Bosco aka Bob Colebrook
It's not like he never moved away. In fact, his 25-year affair with Whistler had more moves than a Latin Conga dancer. He'd stay put for a while - piss off the authorities in the valley with his shenanigans - then disappear for a few months. Or a year. Whatever.
Suddenly things would get quiet at Whistler. Really quiet.
But like the proverbial cat, he always came back. He couldn't help himself - there was something about the Whistler community that drew him like alpine catnip. It was during one of these unscheduled returns that Bob Colebrook first heard about the new magazine.

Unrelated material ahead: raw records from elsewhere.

//! Cluster bus transport abstraction. `BusTransport` is the seam a real
//! external broker client would implement (spec section 1 explicitly keeps
//! Kafka-as-transport specifics out of scope); `InMemoryTransport` is the
//! loopback reference implementation used by tests and single-process
//! multi-node simulations.

use std::sync::atomic::{AtomicU64, Ordering};
use std::sync::Arc;

use log::warn;
use tokio::sync::broadcast;

use crate::bus::wire::{self, BusPayload};
use crate::bus::{BusEvent, MessageBus, SubControlEvent, BUS_CHANNEL_CAPACITY};
use crate::error::Error;
use crate::types::{Message, NodeId};

/// Transport seam a real cluster bus plugs into: turn an encoded frame into
/// "delivered to every other node", however that happens.
pub trait BusTransport: Send + Sync + 'static {
    /// # Errors
    /// Returns an error if the transport could not accept the frame.
    fn send(&self, frame: Vec<u8>) -> Result<(), Error>;

    fn subscribe(&self) -> broadcast::Receiver<Vec<u8>>;
}

pub struct InMemoryTransport {
    tx: broadcast::Sender<Vec<u8>>,
}

impl InMemoryTransport {
    #[must_use]
    pub fn new() -> Self {
        let (tx, _rx) = broadcast::channel(BUS_CHANNEL_CAPACITY);
        Self { tx }
    }
}

impl Default for InMemoryTransport {
    fn default() -> Self {
        Self::new()
    }
}

impl BusTransport for InMemoryTransport {
    fn send(&self, frame: Vec<u8>) -> Result<(), Error> {
        let _ = self.tx.send(frame);
        Ok(())
    }

    fn subscribe(&self) -> broadcast::Receiver<Vec<u8>> {
        self.tx.subscribe()
    }
}

/// `MessageBus` implementation that serializes events onto a pluggable
/// `BusTransport`, so the same code path serves "cluster of one process"
/// (several `ExternalBus`es sharing an `InMemoryTransport`) and a future
/// real external broker client.
pub struct ExternalBus<T> {
    transport: Arc<T>,
    node_id: NodeId,
    seq: AtomicU64,
    local_tx: broadcast::Sender<BusEvent>,
}

impl<T: BusTransport> ExternalBus<T> {
    #[must_use]
    pub fn new(transport: Arc<T>, node_id: impl Into<NodeId>) -> Self {
        let (local_tx, _rx) = broadcast::channel(BUS_CHANNEL_CAPACITY);
        let mut transport_rx = transport.subscribe();
        let forward_tx = local_tx.clone();
        tokio::spawn(async move {
            loop {
                match transport_rx.recv().await {
                    Ok(frame) => match wire::decode(&frame) {
                        Ok((_sender_id, BusPayload::Data(message))) => {
                            let _ = forward_tx.send(BusEvent::Data(message));
                        }
                        Ok((_sender_id, BusPayload::Control(event))) => {
                            let _ = forward_tx.send(BusEvent::Control(event));
                        }
                        Err(err) => warn!("dropping malformed cluster frame: {err}"),
                    },
                    Err(broadcast::error::RecvError::Lagged(skipped)) => {
                        warn!("cluster transport lagged, skipped {skipped} frames");
                    }
                    Err(broadcast::error::RecvError::Closed) => break,
                }
            }
        });

        Self {
            transport,
            node_id: node_id.into(),
            seq: AtomicU64::new(0),
            local_tx,
        }
    }
}

impl<T: BusTransport> MessageBus for ExternalBus<T> {
    fn publish_data(&self, message: Message) -> Result<(), Error> {
        let frame = wire::encode(&self.node_id, &BusPayload::Data(message))?;
        self.transport.send(frame)
    }

    fn publish_control(&self, mut event: SubControlEvent) -> Result<(), Error> {
        event.node_id = self.node_id.clone();
        event.seq = self.seq.fetch_add(1, Ordering::SeqCst) + 1;
        let frame = wire::encode(&self.node_id, &BusPayload::Control(event))?;
        self.transport.send(frame)
    }

    fn subscribe(&self) -> broadcast::Receiver<BusEvent> {
        self.local_tx.subscribe()
    }
}

#[cfg(test)]
mod tests {
    use super::*;
    use codec::QoS;

    #[tokio::test]
    async fn two_nodes_sharing_a_transport_see_each_others_publishes() {
        let transport = Arc::new(InMemoryTransport::new());
        let node_a = ExternalBus::new(transport.clone(), "node-a");
        let node_b = ExternalBus::new(transport.clone(), "node-b");

        let mut rx_b = node_b.subscribe();
        node_a
            .publish_data(Message::new("t", b"x".to_vec(), QoS::AtMostOnce, false))
            .unwrap();

        match rx_b.recv().await.unwrap() {
            BusEvent::Data(m) => assert_eq!(m.topic, "t"),
            BusEvent::Control(_) => panic!("expected data event"),
        }
    }
}
//! Retained-message store contract (spec section 4.2), grounded on hebo's
//! `backends` trait-per-capability style but scoped to the single retained
//! responsibility this crate implements.

use std::collections::HashMap;
use std::sync::RwLock;

use crate::error::Error;
use crate::topic::TopicTree;
use crate::types::Message;

/// At most one retained message per concrete topic; `store` with an empty
/// payload deletes the entry for that topic.
pub trait RetainedStore: Send + Sync {
    /// # Errors
    /// Returns an error if the backend could not durably record the change.
    fn store(&self, message: Message) -> Result<(), Error>;

    fn get(&self, topic: &str) -> Option<Message>;

    /// Concrete topics whose retained message matches `filter`, in no
    /// particular but stable-within-call order.
    fn matching(&self, filter: &str) -> Vec<Message>;
}

/// In-memory reference backend: a map plus a `TopicTree` mirror so wildcard
/// `matching()` lookups don't need a linear scan over every retained topic.
#[derive(Default)]
pub struct InMemoryRetainedStore {
    inner: RwLock<Inner>,
}

#[derive(Default)]
struct Inner {
    by_topic: HashMap<String, Message>,
    index: TopicTree<()>,
}

impl InMemoryRetainedStore {
    #[must_use]
    pub fn new() -> Self {
        Self::default()
    }
}

impl RetainedStore for InMemoryRetainedStore {
    fn store(&self, message: Message) -> Result<(), Error> {
        let mut inner = self.inner.write().expect("retained store lock poisoned");
        if message.is_retained_delete() {
            if inner.by_topic.remove(&message.topic).is_some() {
                inner.index.remove(&message.topic, &());
            }
        } else {
            inner.index.add(&message.topic, ());
            inner.by_topic.insert(message.topic.clone(), message);
        }
        Ok(())
    }

    fn get(&self, topic: &str) -> Option<Message> {
        let inner = self.inner.read().expect("retained store lock poisoned");
        inner.by_topic.get(topic).cloned()
    }

    fn matching(&self, filter: &str) -> Vec<Message> {
        let inner = self.inner.read().expect("retained store lock poisoned");
        inner
            .index
            .match_filter(filter)
            .into_iter()
            .filter_map(|topic| inner.by_topic.get(&topic).cloned())
            .collect()
    }
}

#[cfg(test)]
mod tests {
    use super::*;
    use codec::QoS;

    fn msg(topic: &str, payload: &[u8]) -> Message {
        Message::new(topic, payload.to_vec(), QoS::AtLeastOnce, true)
    }

    #[test]
    fn overwrite_then_delete_leaves_no_entry() {
        let store = InMemoryRetainedStore::new();
        store.store(msg("t", b"x")).unwrap();
        store.store(msg("t", b"y")).unwrap();
        assert_eq!(store.get("t").unwrap().payload, b"y");

        store.store(msg("t", b"")).unwrap();
        assert!(store.get("t").is_none());
    }

    #[test]
    fn delete_on_never_retained_topic_is_a_noop() {
        let store = InMemoryRetainedStore::new();
        assert!(store.store(msg("never", b"")).is_ok());
        assert!(store.get("never").is_none());
    }

    #[test]
    fn matching_finds_wildcard_hits() {
        let store = InMemoryRetainedStore::new();
        store.store(msg("r/1", b"v1")).unwrap();
        store.store(msg("r/2", b"v2")).unwrap();

        let mut topics: Vec<String> = store
            .matching("r/+")
            .into_iter()
            .map(|m| m.topic)
            .collect();
        topics.sort();
        assert_eq!(topics, vec!["r/1".to_string(), "r/2".to_string()]);
    }
}
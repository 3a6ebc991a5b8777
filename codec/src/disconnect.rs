// DISCONNECT packet, grounded on hebo's codec::disconnect_packet module.
// Header-only: client announced a graceful close, the server MUST discard
// the Will Message without publishing it [MQTT-3.1.2-10].

use crate::base::{DecodePacket, EncodePacket};
use crate::byte_array::ByteArray;
use crate::error::{DecodeError, EncodeError};
use crate::header::{FixedHeader, PacketType};

#[derive(Clone, Copy, Debug, Default, Eq, PartialEq)]
pub struct DisconnectPacket;

impl DecodePacket for DisconnectPacket {
    fn decode(ba: &mut ByteArray) -> Result<Self, DecodeError> {
        let _fixed_header = FixedHeader::decode(ba)?;
        Ok(Self)
    }
}

impl EncodePacket for DisconnectPacket {
    fn encode(&self, buf: &mut Vec<u8>) -> Result<usize, EncodeError> {
        let fixed_header = FixedHeader::new(PacketType::Disconnect, 0)?;
        let start = buf.len();
        fixed_header.encode(buf)?;
        Ok(buf.len() - start)
    }
}

#[cfg(test)]
mod tests {
    use super::*;

    #[test]
    fn round_trips() {
        let mut buf = Vec::new();
        DisconnectPacket.encode(&mut buf).unwrap();
        let mut ba = ByteArray::new(&buf);
        DisconnectPacket::decode(&mut ba).unwrap();
    }
}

The Answer , as the buzz went, was everything Whistler's more conventional weekly wasn't. No subject was taboo. No one was safe. Irreverent, outspoken, unorganized -even anarchistic - it strove to reflect the unique gestalt of Whistler's youthful denizens.
"I don't exactly know how our association began," says Bosco. "I was a late arrival, but I do remember Charlie Doyle telling me, 'You always have opinions. Why don't you write for us?'" He stops. Smiles. "You see, I'd written a bit for the local paper back home in New Westminster," he says. And snorts out a laugh. "But it was a real free-flow process. It was all a big joke, you know. We were doing it for the pure rush of doing it."
Doyle, for his part, remembers the moment with a slightly different twist. "The first time I heard from Bosco," he says, "was in a message he sent to me shortly after the first issue came out in 1977. In it, he wrote: 'Your chances of a Pulitzer prize are indeed at risk without my participation.' Crazy, eh? Such a talented writer - one of the best I know."
And Bosco did eventually become The Answer's editor. No? "I could have called myself anything," says Bosco. "It really didn't matter to the process. I could have been head astrologer, for all anybody cared. It was mostly about having fun and tweaking people's noses a bit."
He grunts. Shuffles his feet. "You know, that was the thing about Whistler back then. There was a culture there right from the beginning. It wasn't what you might call 'High Culture' but it was definitely a shared way of approaching life and the world. It was unique."